“Tell me a story?” she asked, her doe eyes intent on his. They were drooping already with sleep.
He touched his finger to her scar. “What would you like to hear?”
“Surprise me,” she said, shaking her hair until it fell in scarlet apple waves over her face, hiding the scar.
“Anything for you,” he said, interlocking his fingers with hers and pulling on her hand until she fell softly against him. He wound an arm around her shoulders and stroked her hair in languid touches. She settled, smelling of cinnamon and thousands of other sweet things, her bony form fitting its puzzle pieces against him. He didn’t need to see her face to know that she’d closed her eyes.
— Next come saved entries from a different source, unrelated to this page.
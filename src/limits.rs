use crate::model::Ms;

/// 2000-01-01T00:00:00Z
pub const MIN_VALID_TIMESTAMP_MS: Ms = 946_684_800_000;
/// 2100-01-01T00:00:00Z
pub const MAX_VALID_TIMESTAMP_MS: Ms = 4_102_444_800_000;

/// An appointment may not hold a doctor for more than one day.
pub const MAX_SPAN_DURATION_MS: Ms = 86_400_000;

pub const MAX_NAME_LEN: usize = 256;
pub const MAX_CONTACT_LEN: usize = 256;
pub const MAX_NOTES_LEN: usize = 4096;

pub const MAX_PATIENTS: usize = 1_000_000;
pub const MAX_DOCTORS: usize = 10_000;
pub const MAX_APPOINTMENTS_PER_DOCTOR: usize = 100_000;

/// How many times a lookup is retried when an appointment moves to another
/// doctor between index resolution and lock acquisition.
pub const MAX_LOCK_ATTEMPTS: usize = 8;
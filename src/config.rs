use std::io::{self, ErrorKind};
use std::path::PathBuf;
use std::str::FromStr;
use std::time::Duration;

/// Certificate and key for TLS, PEM encoded.
#[derive(Debug, Clone, PartialEq, Eq)]
pub struct TlsFiles {
    pub cert: PathBuf,
    pub key: PathBuf,
}

/// Server settings, read from `APPOINTD_*` environment variables.
#[derive(Debug, Clone, PartialEq, Eq)]
pub struct Config {
    pub port: u16,
    pub bind: String,
    pub data_dir: PathBuf,
    pub password: String,
    pub max_connections: usize,
    /// WAL appends since the last compaction that trigger the next one.
    pub compact_threshold: u64,
    pub compact_interval: Duration,
    pub tls: Option<TlsFiles>,
    /// Prometheus exporter port; disabled when unset.
    pub metrics_port: Option<u16>,
}

impl Config {
    pub fn from_env() -> io::Result<Self> {
        Self::from_lookup(|key| std::env::var(key).ok())
    }

    /// Build from any key lookup. Numbers that fail to parse fall back to
    /// their defaults; a half-configured TLS pair is an error.
    pub fn from_lookup(get: impl Fn(&str) -> Option<String>) -> io::Result<Self> {
        let tls = match (get("APPOINTD_TLS_CERT"), get("APPOINTD_TLS_KEY")) {
            (None, None) => None,
            (Some(cert), Some(key)) => Some(TlsFiles {
                cert: cert.into(),
                key: key.into(),
            }),
            _ => {
                return Err(io::Error::new(
                    ErrorKind::InvalidInput,
                    "both APPOINTD_TLS_CERT and APPOINTD_TLS_KEY must be set, or neither",
                ));
            }
        };

        Ok(Self {
            port: number(&get, "APPOINTD_PORT").unwrap_or(5433),
            bind: get("APPOINTD_BIND").unwrap_or_else(|| "0.0.0.0".into()),
            data_dir: get("APPOINTD_DATA_DIR")
                .unwrap_or_else(|| "./data".into())
                .into(),
            password: get("APPOINTD_PASSWORD").unwrap_or_else(|| "appointd".into()),
            max_connections: number::<usize>(&get, "APPOINTD_MAX_CONNECTIONS")
                .filter(|n| *n > 0)
                .unwrap_or(256),
            compact_threshold: number(&get, "APPOINTD_COMPACT_THRESHOLD").unwrap_or(1000),
            compact_interval: Duration::from_secs(
                number::<u64>(&get, "APPOINTD_COMPACT_INTERVAL_SECS")
                    .filter(|n| *n > 0)
                    .unwrap_or(60),
            ),
            tls,
            metrics_port: number(&get, "APPOINTD_METRICS_PORT"),
        })
    }

    pub fn listen_addr(&self) -> String {
        format!("{}:{}", self.bind, self.port)
    }

    pub fn wal_path(&self) -> PathBuf {
        self.data_dir.join("appointd.wal")
    }
}

fn number<T: FromStr>(get: &impl Fn(&str) -> Option<String>, key: &str) -> Option<T> {
    get(key).and_then(|v| v.trim().parse().ok())
}
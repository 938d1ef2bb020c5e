use std::sync::Arc;

use dashmap::DashMap;
use tokio::sync::RwLock;
use ulid::Ulid;

use crate::model::*;

use super::EngineError;

pub type SharedCalendar = Arc<RwLock<Calendar>>;

/// Appointments partitioned into one lockable calendar per doctor.
///
/// Calendar mutations take `&mut Calendar`: the caller holds the calendar's
/// write lock for the whole check-then-write sequence. The indexes here are
/// kept in step with the calendars by the same calls.
pub struct BookingStore {
    calendars: DashMap<Ulid, SharedCalendar>,
    /// appointment id → doctor id
    appointment_to_doctor: DashMap<Ulid, Ulid>,
    /// patient id → appointment ids
    by_patient: DashMap<Ulid, Vec<Ulid>>,
}

impl Default for BookingStore {
    fn default() -> Self {
        Self::new()
    }
}

impl BookingStore {
    pub fn new() -> Self {
        Self {
            calendars: DashMap::new(),
            appointment_to_doctor: DashMap::new(),
            by_patient: DashMap::new(),
        }
    }

    // ── Calendars ────────────────────────────────────────────

    /// The doctor's calendar, created empty on first use.
    pub fn calendar(&self, doctor_id: Ulid) -> SharedCalendar {
        self.calendars
            .entry(doctor_id)
            .or_insert_with(|| Arc::new(RwLock::new(Calendar::new(doctor_id))))
            .value()
            .clone()
    }

    pub fn existing_calendar(&self, doctor_id: &Ulid) -> Option<SharedCalendar> {
        self.calendars.get(doctor_id).map(|e| e.value().clone())
    }

    /// Every calendar in doctor id order, the order multi-calendar locks are
    /// taken in.
    pub fn calendars(&self) -> Vec<SharedCalendar> {
        let mut all: Vec<(Ulid, SharedCalendar)> = self
            .calendars
            .iter()
            .map(|e| (*e.key(), e.value().clone()))
            .collect();
        all.sort_by_key(|(doctor_id, _)| *doctor_id);
        all.into_iter().map(|(_, cal)| cal).collect()
    }

    pub fn calendar_count(&self) -> usize {
        self.calendars.len()
    }

    // ── Indexes ──────────────────────────────────────────────

    pub fn contains(&self, id: &Ulid) -> bool {
        self.appointment_to_doctor.contains_key(id)
    }

    pub fn doctor_of(&self, id: &Ulid) -> Option<Ulid> {
        self.appointment_to_doctor.get(id).map(|e| *e.value())
    }

    pub fn patient_appointment_ids(&self, patient_id: &Ulid) -> Vec<Ulid> {
        self.by_patient
            .get(patient_id)
            .map(|e| e.value().clone())
            .unwrap_or_default()
    }

    pub fn appointment_count(&self) -> usize {
        self.appointment_to_doctor.len()
    }

    // ── Mutations (caller holds the calendar write lock) ─────

    pub fn insert(&self, cal: &mut Calendar, appointment: Appointment) -> Result<(), EngineError> {
        if self.contains(&appointment.id) {
            return Err(EngineError::DuplicateId(appointment.id));
        }
        self.appointment_to_doctor
            .insert(appointment.id, cal.doctor_id);
        self.by_patient
            .entry(appointment.patient_id)
            .or_default()
            .push(appointment.id);
        cal.insert(appointment);
        Ok(())
    }

    /// Replace an appointment with its revised record. When the doctor
    /// changed, `target` is the new doctor's calendar; otherwise `None`.
    /// Returns the previous record.
    pub fn revise(
        &self,
        source: &mut Calendar,
        target: Option<&mut Calendar>,
        revised: Appointment,
    ) -> Result<Appointment, EngineError> {
        let previous = source
            .remove(&revised.id)
            .ok_or(EngineError::NotFound(revised.id))?;
        let id = revised.id;
        let dest = match target {
            Some(t) => t,
            None => source,
        };
        self.appointment_to_doctor.insert(id, dest.doctor_id);
        dest.insert(revised);
        Ok(previous)
    }

    pub fn remove(&self, cal: &mut Calendar, id: &Ulid) -> Result<Appointment, EngineError> {
        let removed = cal.remove(id).ok_or(EngineError::NotFound(*id))?;
        self.appointment_to_doctor.remove(id);
        if let Some(mut ids) = self.by_patient.get_mut(&removed.patient_id) {
            ids.retain(|a| a != id);
        }
        self.by_patient
            .remove_if(&removed.patient_id, |_, ids| ids.is_empty());
        Ok(removed)
    }

    // ── Reads ────────────────────────────────────────────────

    /// Look up an appointment without holding any lock afterwards. Retries if
    /// the appointment moves to another doctor mid-lookup.
    pub async fn get(&self, id: &Ulid) -> Result<Appointment, EngineError> {
        for _ in 0..crate::limits::MAX_LOCK_ATTEMPTS {
            let doctor_id = self.doctor_of(id).ok_or(EngineError::NotFound(*id))?;
            let Some(cal) = self.existing_calendar(&doctor_id) else {
                return Err(EngineError::NotFound(*id));
            };
            if let Some(found) = cal.read().await.get(id) {
                return Ok(found.clone());
            }
        }
        Err(EngineError::NotFound(*id))
    }

    /// Active appointments on the doctor's calendar overlapping `span`,
    /// minus `exclude`. Read-only snapshot; use
    /// [`Calendar::active_overlapping`] under a write lock when the answer
    /// gates a write.
    pub async fn find_active_overlapping(
        &self,
        doctor_id: &Ulid,
        span: &Span,
        exclude: Option<Ulid>,
    ) -> Vec<Appointment> {
        let Some(cal) = self.existing_calendar(doctor_id) else {
            return Vec::new();
        };
        let guard = cal.read().await;
        guard.active_overlapping(span, exclude).cloned().collect()
    }
}
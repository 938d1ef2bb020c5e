use async_trait::async_trait;
use pgwire::api::auth::{AuthSource, LoginInfo, Password};
use pgwire::error::PgWireResult;

/// One shared password for every user name.
#[derive(Debug)]
pub struct AppointdAuthSource {
    password: String,
}

impl AppointdAuthSource {
    pub fn new(password: String) -> Self {
        Self { password }
    }
}

#[async_trait]
impl AuthSource for AppointdAuthSource {
    async fn get_password(&self, _login: &LoginInfo) -> PgWireResult<Password> {
        Ok(Password::new(None, self.password.as_bytes().to_vec()))
    }
}
impl AppointdHandler {
    pub fn new(engine: Arc<Engine>) -> Self {
        Self {
            engine,
            query_parser: Arc::new(AppointdQueryParser),
        }
    }

    /// Parse, execute and record metrics for one statement.
    async fn run(&self, query: &str) -> PgWireResult<Response> {
        let cmd = sql::parse_sql(query).map_err(sql_err)?;
        let label = observability::command_label(&cmd);
        let started = Instant::now();

        let result = self.execute_command(cmd).await;

        let status = if result.is_ok() { "ok" } else { "error" };
        metrics::counter!(observability::QUERIES_TOTAL, "command" => label, "status" => status)
            .increment(1);
        metrics::histogram!(observability::QUERY_DURATION_SECONDS, "command" => label)
            .record(started.elapsed().as_secs_f64());
        result
    }

    async fn execute_command(&self, cmd: Command) -> PgWireResult<Response> {
        let engine = &self.engine;
        match cmd {
            Command::InsertPatient(patient) => {
                engine.register_patient(patient).await.map_err(engine_err)?;
                Ok(Response::Execution(Tag::new("INSERT").with_rows(1)))
            }
            Command::InsertDoctor(doctor) => {
                engine.register_doctor(doctor).await.map_err(engine_err)?;
                Ok(Response::Execution(Tag::new("INSERT").with_rows(1)))
            }
            Command::InsertAppointment {
                patient_id,
                doctor_id,
                span,
                notes,
            } => {
                let appointment = engine
                    .create_appointment(patient_id, doctor_id, span, notes)
                    .await
                    .map_err(engine_err)?;
                appointment_response(vec![appointment])
            }
            Command::UpdateAppointment { id, patch } => {
                let appointment = engine
                    .update_appointment(id, patch)
                    .await
                    .map_err(engine_err)?;
                appointment_response(vec![appointment])
            }
            Command::CancelAppointment { id } => {
                let appointment = engine.cancel_appointment(id).await.map_err(engine_err)?;
                appointment_response(vec![appointment])
            }
            Command::CompleteAppointment { id } => {
                let appointment = engine.complete_appointment(id).await.map_err(engine_err)?;
                appointment_response(vec![appointment])
            }
            Command::DeleteAppointment { id } => {
                engine.remove_appointment(id).await.map_err(engine_err)?;
                Ok(Response::Execution(Tag::new("DELETE").with_rows(1)))
            }
            Command::SelectAppointments(filter) => {
                let appointments = match filter {
                    AppointmentFilter::All => engine.list_appointments().await,
                    AppointmentFilter::Id(id) => match engine.get_appointment(id).await {
                        Ok(a) => vec![a],
                        Err(EngineError::NotFound(_)) => vec![],
                        Err(e) => return Err(engine_err(e)),
                    },
                    AppointmentFilter::Doctor(doctor_id) => {
                        engine.list_doctor_appointments(doctor_id).await
                    }
                    AppointmentFilter::Patient(patient_id) => {
                        engine.list_patient_appointments(patient_id).await
                    }
                    AppointmentFilter::Overlapping { doctor_id, span } => {
                        engine.conflicts(doctor_id, span).await
                    }
                };
                appointment_response(appointments)
            }
            Command::SelectPatients { id } => {
                let patients = match id {
                    Some(id) => engine.get_patient(id).ok().into_iter().collect(),
                    None => engine.list_patients(),
                };
                let schema = Arc::new(patient_schema());
                let rows: Vec<PgWireResult<_>> = patients
                    .iter()
                    .map(|p| {
                        let mut encoder = DataRowEncoder::new(schema.clone());
                        encoder.encode_field(&p.id.to_string())?;
                        encoder.encode_field(&p.name)?;
                        encoder.encode_field(&p.email)?;
                        encoder.encode_field(&p.phone)?;
                        encoder.encode_field(&p.birth_date)?;
                        encoder.encode_field(&p.created_at)?;
                        Ok(encoder.take_row())
                    })
                    .collect();
                Ok(Response::Query(QueryResponse::new(schema, stream::iter(rows))))
            }
            Command::SelectDoctors { id } => {
                let doctors = match id {
                    Some(id) => engine.get_doctor(id).ok().into_iter().collect(),
                    None => engine.list_doctors(),
                };
                let schema = Arc::new(doctor_schema());
                let rows: Vec<PgWireResult<_>> = doctors
                    .iter()
                    .map(|d| {
                        let mut encoder = DataRowEncoder::new(schema.clone());
                        encoder.encode_field(&d.id.to_string())?;
                        encoder.encode_field(&d.name)?;
                        encoder.encode_field(&d.specialty)?;
                        encoder.encode_field(&d.created_at)?;
                        Ok(encoder.take_row())
                    })
                    .collect();
                Ok(Response::Query(QueryResponse::new(schema, stream::iter(rows))))
            }
        }
    }
}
“Have I told you about the Father of Starlight?” he asked, looking up into the clear night sky.
“A hundred times,” she said.
“Then I will think of something else-”
“No!” Her pulse fluttered like a moth under his palm. “Please,” she said. “I like that one.”
He pressed his lips against her hair, breathing in the scent of her like a drug.
“In a time before Christianity, before philosophy, before writing,” he whispered, closing his eyes too. “He was born. At first, he was only a speck in the cosmic dust of the universe, but, slowly, that mote began to know.”
“Know what?” she asked, as she always did.
“What all thinking creatures know.” He frowned. “Loneliness.”
“Are thinking things lonely?”
“Are you not lonely?”
She didn’t reply, but she would; all he had to do was wait. It was a dance they’d stepped before and always would. Moving together and apart, one flicking into a dip, the other waiting in the dark. They’d danced so many times, always the same, the same hesitations, the same yield.
“I’m not lonely,” she said as he’d known she would. “I have you.”
“Then I am not lonely either.”
“So we’re not like him?”
“You are not like him,” he said looking into the golden brown of her compassionate eyes. He pressed the tip of his finger to the frown between them.
“Neither are you,” she countered and bestowed the same look she always reserved just for him. Like she knew things; the deepest secrets that his heart kept.
His arms snaked to envelop her and press the thin figure to his chest. He buried his face at the crook of her neck and felt her pulse beat weakly against his lips. She was frail and cold. He shook out of his coat and wrapped it around her, pushing her red hair from her pale face. Motionless. His tear drop fell onto her freckled cheek, rolled past the scar. He held one of her dainty hands up to his lips and it was crusted with the dirt of her grave. Even the sweet smell of her was gone. Instead the air reeked of decay.
“There’s an end to everything.” Her dead lips moved in a whisper.
He wiped the tear from her cheek and said, “Open your eyes.” But he knew more than he’d ever known anything, her doe gaze would never look on him again.
He shut his eyes and when he opened them, he saw again what he always saw, the motionless figures that watched him, that drifted in and out of consciousness with him. The dust on their hair and clothes that had settled into snow. Memory and its pain wracked his thoughts as he slid back into his endless sleep. His unseeing eyes gazed out at the emaciated, withered shapes of his subjects. Supine, kneeling, some brandishing weapons, or standing like discarded figurines in a macabre opera. A prostrate figure at the Prince’s feet had one long arm outstretched, as if reaching to touch him.
Aside from the constant ticking of a pocket watch, all was quiet in their grave.